Assignment:
Pick out every line of the entries below where "theme" occurs, and copy those lines.
─── Supplied records
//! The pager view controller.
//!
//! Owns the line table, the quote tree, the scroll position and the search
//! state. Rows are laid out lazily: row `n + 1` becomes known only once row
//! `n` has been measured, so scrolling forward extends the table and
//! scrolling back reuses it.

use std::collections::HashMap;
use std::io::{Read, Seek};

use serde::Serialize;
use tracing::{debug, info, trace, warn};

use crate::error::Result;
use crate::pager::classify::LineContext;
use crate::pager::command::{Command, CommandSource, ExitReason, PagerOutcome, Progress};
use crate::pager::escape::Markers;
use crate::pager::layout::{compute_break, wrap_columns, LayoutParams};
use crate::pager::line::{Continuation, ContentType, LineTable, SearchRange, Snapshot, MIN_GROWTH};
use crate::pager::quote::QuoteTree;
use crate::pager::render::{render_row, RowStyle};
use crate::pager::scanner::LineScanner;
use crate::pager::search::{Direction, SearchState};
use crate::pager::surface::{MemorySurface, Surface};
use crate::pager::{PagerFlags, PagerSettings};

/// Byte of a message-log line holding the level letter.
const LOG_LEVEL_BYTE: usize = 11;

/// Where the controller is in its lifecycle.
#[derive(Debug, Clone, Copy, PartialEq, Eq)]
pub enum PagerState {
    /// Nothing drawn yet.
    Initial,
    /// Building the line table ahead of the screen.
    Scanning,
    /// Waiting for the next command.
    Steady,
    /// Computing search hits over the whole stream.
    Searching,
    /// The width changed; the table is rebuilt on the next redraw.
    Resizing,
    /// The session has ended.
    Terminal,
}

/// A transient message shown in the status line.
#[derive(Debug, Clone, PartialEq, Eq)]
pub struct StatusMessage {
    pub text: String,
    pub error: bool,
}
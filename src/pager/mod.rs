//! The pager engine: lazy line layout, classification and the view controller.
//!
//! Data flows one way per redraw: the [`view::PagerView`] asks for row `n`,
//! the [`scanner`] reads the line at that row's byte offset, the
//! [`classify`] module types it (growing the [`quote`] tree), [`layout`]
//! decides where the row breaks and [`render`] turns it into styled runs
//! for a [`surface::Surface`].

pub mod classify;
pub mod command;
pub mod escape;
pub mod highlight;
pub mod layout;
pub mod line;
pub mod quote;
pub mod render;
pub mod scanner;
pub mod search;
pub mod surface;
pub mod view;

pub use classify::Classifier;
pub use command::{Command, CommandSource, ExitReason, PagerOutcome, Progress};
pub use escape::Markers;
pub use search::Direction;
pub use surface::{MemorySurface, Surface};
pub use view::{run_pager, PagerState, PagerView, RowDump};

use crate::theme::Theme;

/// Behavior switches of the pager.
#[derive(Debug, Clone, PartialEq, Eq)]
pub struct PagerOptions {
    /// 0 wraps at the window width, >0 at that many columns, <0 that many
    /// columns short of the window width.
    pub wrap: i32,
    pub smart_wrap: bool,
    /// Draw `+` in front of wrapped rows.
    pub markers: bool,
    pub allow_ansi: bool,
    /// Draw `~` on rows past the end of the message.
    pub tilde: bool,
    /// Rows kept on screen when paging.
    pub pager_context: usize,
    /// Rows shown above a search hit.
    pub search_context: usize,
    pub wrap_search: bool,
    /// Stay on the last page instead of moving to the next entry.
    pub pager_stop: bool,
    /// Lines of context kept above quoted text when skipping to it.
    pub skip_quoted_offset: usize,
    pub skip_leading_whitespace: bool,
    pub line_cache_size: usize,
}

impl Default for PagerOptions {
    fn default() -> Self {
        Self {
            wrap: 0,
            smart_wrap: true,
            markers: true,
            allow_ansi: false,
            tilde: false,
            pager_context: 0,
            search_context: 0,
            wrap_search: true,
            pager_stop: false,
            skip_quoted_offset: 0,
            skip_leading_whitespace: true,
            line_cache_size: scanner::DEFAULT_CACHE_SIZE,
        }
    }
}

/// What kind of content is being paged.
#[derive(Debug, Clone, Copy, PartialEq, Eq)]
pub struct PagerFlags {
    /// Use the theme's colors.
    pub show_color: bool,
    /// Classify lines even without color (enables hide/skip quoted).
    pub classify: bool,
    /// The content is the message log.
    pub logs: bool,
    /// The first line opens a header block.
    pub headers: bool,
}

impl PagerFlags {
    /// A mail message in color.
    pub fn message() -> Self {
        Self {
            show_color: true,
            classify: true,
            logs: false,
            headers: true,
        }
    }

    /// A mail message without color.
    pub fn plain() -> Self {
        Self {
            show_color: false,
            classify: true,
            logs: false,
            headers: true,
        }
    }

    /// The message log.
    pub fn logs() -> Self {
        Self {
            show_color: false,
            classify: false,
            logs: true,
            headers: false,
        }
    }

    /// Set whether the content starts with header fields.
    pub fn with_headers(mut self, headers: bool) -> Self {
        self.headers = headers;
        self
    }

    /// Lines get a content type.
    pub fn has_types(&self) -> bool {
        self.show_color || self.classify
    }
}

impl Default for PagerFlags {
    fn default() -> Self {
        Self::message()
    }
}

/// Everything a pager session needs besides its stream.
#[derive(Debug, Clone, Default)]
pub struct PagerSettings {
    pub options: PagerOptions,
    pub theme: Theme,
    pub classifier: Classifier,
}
──────
Task result:
use crate::theme::Theme;
    /// Use the theme's colors.
    pub theme: Theme,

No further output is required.